Verza e carne
Il cavolo sposa molto bene la carne nella cucina romena. La verza tritata, dolce o in salamoia, viene abbinata a carne di maiale, di pollo, di tacchino o persino al pesce. Dalle foglie di verza e dalla carne macinata risultano le “sarmale”, piatto rappresentativo della cucina romena.
Ștefan Baciu, 22.01.2026, 10:00
Le sarmale avvolte nelle foglie di verza si possono incontrare ovunque in Romania, con dimensioni maggiori in Transilvania. Si dice che, nel tentativo di non perdere più tempo con la preparazione delle foglie e con l’arrotolarle attorno ai mucchietti di carne macinata, i romeni abbiano tritato anche il cavolo, mescolandolo con la carne, aggiungendo gli altri ingredienti e ottenendo così piatti altrettanto saporiti, come la verza alla Cluj o la musaka di verza nel Banato o nella Valacchia.
Tra le preferenze dei romeni al primo posto si trova lo stinco di maiale affumicato con fagioli, ma altrettanto saporito è lo stinco di maiale con verza acida. Servono uno stinco di maiale, una verza in salamoia, qualchepomodoro, eventualmente in conserva, due cipolle, passata di pomodoro, timo secco, paprika dolce, pepe e sale. Lo stinco deve essere pulito e sbollentato, quindi porzionato. Le cipolle tritate finemente vengono fatte appassire in olio in un recipiente piuttosto grande, poi si sfuma con qulche cucchiaiata di passata di pomodoro, aggiungendo timo tritato e grani di pepe. Si aggiungono la verza, lavata foglia per foglia e tagliata a listarelle sottili, i pezzi di stinco, si mescola e la casseruola viene messa in forno per circa 45 minuti. Successivamente, se disponibili, si possono aggiungere anche pomodori tagliati a cubetti, lasciando il recipiente in forno per un altro quarto d’ora.

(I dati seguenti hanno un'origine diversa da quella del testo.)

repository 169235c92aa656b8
//! Vehicle-homologation workflow: lifecycle transitions, payment
//! reconciliation, document intake, and the admin review surface.

pub mod domain;
pub mod ports;
pub mod reconciler;
pub mod router;
pub mod service;
pub mod transitions;

#[cfg(test)]
mod tests;

pub use domain::{
    AuditEntry, Document, DocumentId, DocumentType, Homologation, HomologationId,
    HomologationStatus, OwnerIdentity, Payment, PaymentId, PaymentState, PaymentStatus,
    VehicleDescriptor,
};
pub use ports::{
    AuditError, AuditTrail, BlobError, BlobStore, GatewayError, GatewayPaymentRecord,
    HomologationStore, PaymentGateway, PaymentStore, PreferenceReceipt, PreferenceRequest,
    StoreError,
};
pub use reconciler::{
    map_gateway_status, GatewayNotification, PaymentReconciler, ReconcileError, ReconcileOutcome,
};
pub use router::{homologation_router, WorkflowState};
pub use service::{
    AttachDocumentRequest, CreateHomologationRequest, CreatePreferenceRequest,
    HomologationService, HomologationServiceError, PreferenceCreated, ServiceSettings,
    TransitionRequest, ValidationError,
};
pub use transitions::{
    allowed_targets, plan_transition, submission_gate, InvalidTransition, LifecycleStamp,
    SubmissionBlocked, TransitionPlan,
};
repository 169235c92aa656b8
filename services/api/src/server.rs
use crate::cli::ServeArgs;
use crate::infra::{
    AppState, InMemoryBlobStore, InMemoryHomologationStore, InMemoryPaymentStore,
    SandboxPaymentGateway, TracingAuditTrail,
};
use crate::routes::with_workflow_routes;
use axum::Extension;
use axum_prometheus::PrometheusMetricLayer;
use homologa::config::AppConfig;
use homologa::error::AppError;
use homologa::telemetry;
use homologa::workflows::homologation::{
    HomologationService, HomologationStore, PaymentReconciler, ServiceSettings, WorkflowState,
};
use std::sync::atomic::Ordering;
use std::sync::Arc;
use std::time::Duration;
use tracing::{info, warn};

pub(crate) async fn run(mut args: ServeArgs) -> Result<(), AppError> {
    let mut config = AppConfig::load()?;

    if let Some(host) = args.host.take() {
        config.server.host = host;
    }
    if let Some(port) = args.port.take() {
        config.server.port = port;
    }

    telemetry::init(&config.telemetry)?;

    let (prometheus_layer, prometheus_handle) = PrometheusMetricLayer::pair();
    let readiness_flag = Arc::new(std::sync::atomic::AtomicBool::new(false));
    let app_state = AppState {
        readiness: readiness_flag.clone(),
        metrics: Arc::new(prometheus_handle),
    };

    let homologations = Arc::new(InMemoryHomologationStore::default());
    let payments = Arc::new(InMemoryPaymentStore::default());
    let blobs = Arc::new(InMemoryBlobStore::default());
    let gateway = Arc::new(SandboxPaymentGateway::default());
    let audit = Arc::new(TracingAuditTrail);

    let datastore_ready =
        probe_datastore(homologations.clone(), config.datastore.startup_timeout).await;

    let service = Arc::new(HomologationService::new(
        homologations.clone(),
        payments.clone(),
        blobs,
        gateway.clone(),
        audit,
        ServiceSettings {
            currency: config.payments.currency.clone(),
            notification_url: config.payments.notification_url.clone(),
        },
    ));
    let reconciler = Arc::new(PaymentReconciler::new(payments, homologations, gateway));

    let app = with_workflow_routes(WorkflowState { service, reconciler })
        .layer(Extension(app_state))
        .layer(prometheus_layer);

    let addr = config.server.socket_addr()?;
    let listener = tokio::net::TcpListener::bind(addr).await?;
    readiness_flag.store(datastore_ready, Ordering::Release);

    info!(?config.environment, %addr, datastore_ready, "homologation service ready");

    axum::serve(listener, app).await?;
    Ok(())
}

/// Bounded connectivity probe. A slow or unreachable datastore degrades the
/// readiness endpoint instead of aborting startup, so the deployment can
/// recover without a restart loop.
async fn probe_datastore<H>(store: Arc<H>, timeout: Duration) -> bool
where
    H: HomologationStore + 'static,
{
    let probe = tokio::task::spawn_blocking(move || store.ping());
    match tokio::time::timeout(timeout, probe).await {
        Ok(Ok(Ok(()))) => true,
        Ok(Ok(Err(err))) => {
            warn!(%err, "datastore probe failed; serving degraded");
            false
        }
        Ok(Err(join_err)) => {
            warn!(%join_err, "datastore probe panicked; serving degraded");
            false
        }
        Err(_) => {
            warn!(timeout_secs = timeout.as_secs(), "datastore probe timed out; serving degraded");
            false
        }
    }
}
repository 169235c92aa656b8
mod common;
mod routing;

Il più delle volte, il cavolo acido viene abbinato alla carne di maiale: coscia, pancetta o costine. Servono un cavolo, un chilo di carne di maiale, una cipolla, passata o sugo di pomodoro, olio, una foglia di alloro, timo e pepe. Allo stesso modo, il cavolo acido va lavato foglia per foglia in acqua fredda e poi tritato. La carne di maiale, tagliata a cubetti se si tratta di coscia o pancetta, oppure a pezzi se proviene dalle costine, va leggermente rosolata in olio, in un recipiente abbastanza grande da contenere poi anche il cavolo. Si aggiunge la cipolla tritata finemente e la si lascia ammorbidire. Si versa quindi un po’ d’acqua e si lascia cuocere a fuoco lento. Si uniscono il timo e il pepe macinato, una foglia di alloro, quindi la verza tritata e il sugo o la passata di pomodoro, aggiungendo, se necessario, ancora un po’ d’acqua. Si fa cuocere a fuoco basso, con il coperchio, fino a quando il cavolo si ammorbidisce. La casseruola può essere messa anche in forno, finché il cavolo in superficie inizia a dorarsi. Il piatto può essere servito con polenta e con un bicchiere di vino bianco o rosso, semisecco.
Nella zona del Bihor questo piatto di verza acida con carne si chiama “toroș”, ma la carne viene rosolata non in olio, bensì nello strutto. Successivamente si aggiunge la cipolla tritata finemente, così come due cucchiai di paprika dolce, si mescola e, una volta scaldata, si sfuma con acqua. Si lascia cuocere a fuoco basso per circa mezz’ora, dopodiché si aggiungono il cavolo tagliato a listarelle sottili e la passata di pomodoro. Si fa cuocere finché il cavolo si ammorbidisce e la carne diventa tenera, e verso la fine si spolvera con pepe macinato.